我有两张桌子:
实体:
id
状态:
id
entity_id
status
每个实体都可以拥有多种状态,我只需要选择已经付款的实体'状态并且没有取消'状态。我该如何正确加入呢?
示例:
entities: id 7
entities: id 8
entities: id 9
entities: id 10
statuses: id 1, entity_id 7, status 'paid'
statuses: id 2, entity_id 7, status 'canceled'
statuses: id 3, entity_id 8, status 'paid'
statuses: id 4, entity_id 10, status 'onhold'
statuses: id 5, entity_id 8, status 'whatever'
只有8
的ID才会被选中。
答案 0 :(得分:1)
像这样的东西。我们按实体ID对状态进行分组,并在分组后仅将其过滤到具有付费的MIN和MAX的那些状态。

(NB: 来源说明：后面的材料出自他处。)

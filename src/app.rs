//! Replay application entry point.
//!
//! Drives the threaded pipeline from a recorded landmark stream:
//! frames → segmenter → classifier → word → conversation

use crate::cli::ExportFormat;
use crate::config::Config;
use crate::conversation::Conversation;
use crate::landmark::JsonlLandmarkSource;
use crate::output::render_event;
use crate::pipeline::{Command, Pipeline, PipelineEvent, PipelineHandle};
use crate::recognition::{LetterClassifier, TemplateClassifier};
use anyhow::{Context, Result};
use crossbeam_channel::{Receiver, RecvTimeoutError, TryRecvError, unbounded};
use std::io::BufRead;
use std::path::PathBuf;
use std::sync::Arc;
use std::thread;
use std::time::Duration;
use tracing::{debug, info, warn};

const EVENT_POLL: Duration = Duration::from_millis(50);
const COMMIT_WAIT: Duration = Duration::from_millis(500);

/// Options of the `replay` command that are not part of [`Config`].
#[derive(Debug, Clone)]
pub struct ReplayOptions {
    pub frames: PathBuf,
    pub commit_on_end: bool,
    pub export: ExportFormat,
    pub interactive: bool,
    pub quiet: bool,
}

/// Run the replay command and print the conversation export to stdout.
pub fn run_replay(config: Config, options: ReplayOptions) -> Result<()> {
    info!(version = %crate::version_string(), frames = %options.frames.display(), "Starting replay");
    let classifier = build_classifier(&config)?;
    info!(model = classifier.model_name(), "Classifier ready");

    let source = JsonlLandmarkSource::open(&options.frames)
        .with_context(|| format!("Failed to open frames file {}", options.frames.display()))?;

    let handle = Pipeline::new(config.pipeline_config())
        .start(Box::new(source), classifier)
        .context("Failed to start pipeline")?;

    let commands = if options.interactive {
        Some(spawn_command_reader())
    } else {
        None
    };

    drive(&handle, commands.as_ref(), options.quiet)?;

    if options.commit_on_end {
        handle.commit_word().context("Failed to commit final word")?;
        wait_for_commit(&handle, options.quiet);
    }

    let snapshot = handle.stop();
    let conversation = Conversation::from(snapshot.conversation);
    match options.export {
        ExportFormat::Text => print!("{}", conversation.export_text()),
        ExportFormat::Json => println!("{}", conversation.export_json()?),
    }
    Ok(())
}

fn build_classifier(config: &Config) -> Result<Arc<dyn LetterClassifier>> {
    let classifier = match &config.recognition.templates {
        Some(path) => TemplateClassifier::load(path)
            .with_context(|| format!("Failed to load templates from {}", path.display()))?,
        None => TemplateClassifier::builtin().context("Built-in letter templates are invalid")?,
    };
    Ok(Arc::new(classifier))
}

/// Forward stdin lines as pipeline commands until stdin closes.
fn spawn_command_reader() -> Receiver<Command> {
    let (tx, rx) = unbounded();
    thread::spawn(move || {
        let stdin = std::io::stdin();
        for line in stdin.lock().lines() {
            let Ok(line) = line else {
                break;
            };
            let line = line.trim();
            if line.is_empty() {
                continue;
            }
            match line.parse::<Command>() {
                Ok(command) => {
                    if tx.send(command).is_err() {
                        break;
                    }
                }
                Err(e) => eprintln!("{}", e),
            }
        }
        debug!("Command reader finished");
    });
    rx
}

/// Render events until the source is exhausted (and stdin closed, when
/// reading commands).
fn drive(handle: &PipelineHandle, commands: Option<&Receiver<Command>>, quiet: bool) -> Result<()> {
    let mut source_ended = false;
    let mut commands_closed = commands.is_none();

    loop {
        if let Some(rx) = commands {
            loop {
                match rx.try_recv() {
                    Ok(command) => handle.send(command).context("Pipeline stopped")?,
                    Err(TryRecvError::Empty) => break,
                    Err(TryRecvError::Disconnected) => {
                        commands_closed = true;
                        break;
                    }
                }
            }
        }

        match handle.events().recv_timeout(EVENT_POLL) {
            Ok(batch) => {
                for event in &batch {
                    if !quiet {
                        render_event(event);
                    }
                    if let PipelineEvent::SourceFailed { message } = event {
                        warn!("Landmark source failed: {}", message);
                        source_ended = true;
                    }
                    if matches!(event, PipelineEvent::SourceFinished) {
                        source_ended = true;
                    }
                }
            }
            Err(RecvTimeoutError::Timeout) => {
                // The finish event can be dropped when the event channel is full.
                if handle.is_source_done() && handle.events().is_empty() {
                    source_ended = true;
                }
            }
            Err(RecvTimeoutError::Disconnected) => break,
        }

        if source_ended && commands_closed {
            break;
        }
    }
    Ok(())
}

fn wait_for_commit(handle: &PipelineHandle, quiet: bool) {
    while let Ok(batch) = handle.events().recv_timeout(COMMIT_WAIT) {
        let mut committed = false;
        for event in &batch {
            if !quiet {
                render_event(event);
            }
            committed |= matches!(event, PipelineEvent::WordCommitted { .. });
        }
        if committed {
            break;
        }
    }
}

实体7的MIN为"取消"和#34;支付"所以它被排除在外。
SELECT e.*
FROM
entities e
INNER JOIN
(
SELECT entity_id FROM statuses s
GROUP BY entity_id
HAVING
MIN(CASE WHEN status = 'canceled' THEN status ELSE 'not canceled' END) = 'not canceled' AND
MAX(CASE WHEN status = 'paid' then 'paid' ELSE 'not paid' END) = 'paid'
) a
ON
a.entity_id = e.id
根据您的评论,在MIN和MAX上多一点:
你说事情可能有很多种状态,但实际上我们只对PAID事情感兴趣,然后我们只对那些付费的东西感兴趣,如果他们从来没有取消过。我们所做的,然后是状态是:
要明白我的意思,请看:
SELECT
entity_id,
CASE WHEN status = 'paid' then 'paid' ELSE 'not paid' END as is_paid,
CASE WHEN status = 'canceled' THEN status ELSE 'not canceled' END as is_cancelled
FROM
status
现在看看:
SELECT
entity_id,
MAX(CASE WHEN status = 'paid' then 'paid' ELSE 'other' END) as is_paid,
MIN(CASE WHEN status = 'canceled' THEN status ELSE 'not canceled' END) as is_cancelled
FROM
status
GROUP BY
entity_id
这是一个"枢轴"操作;它在概念上将行转换为列。第7项的多行成为具有多列的单行。最小和最大的工作是因为,按字母顺序,"付费"是"没有付款","取消"是在"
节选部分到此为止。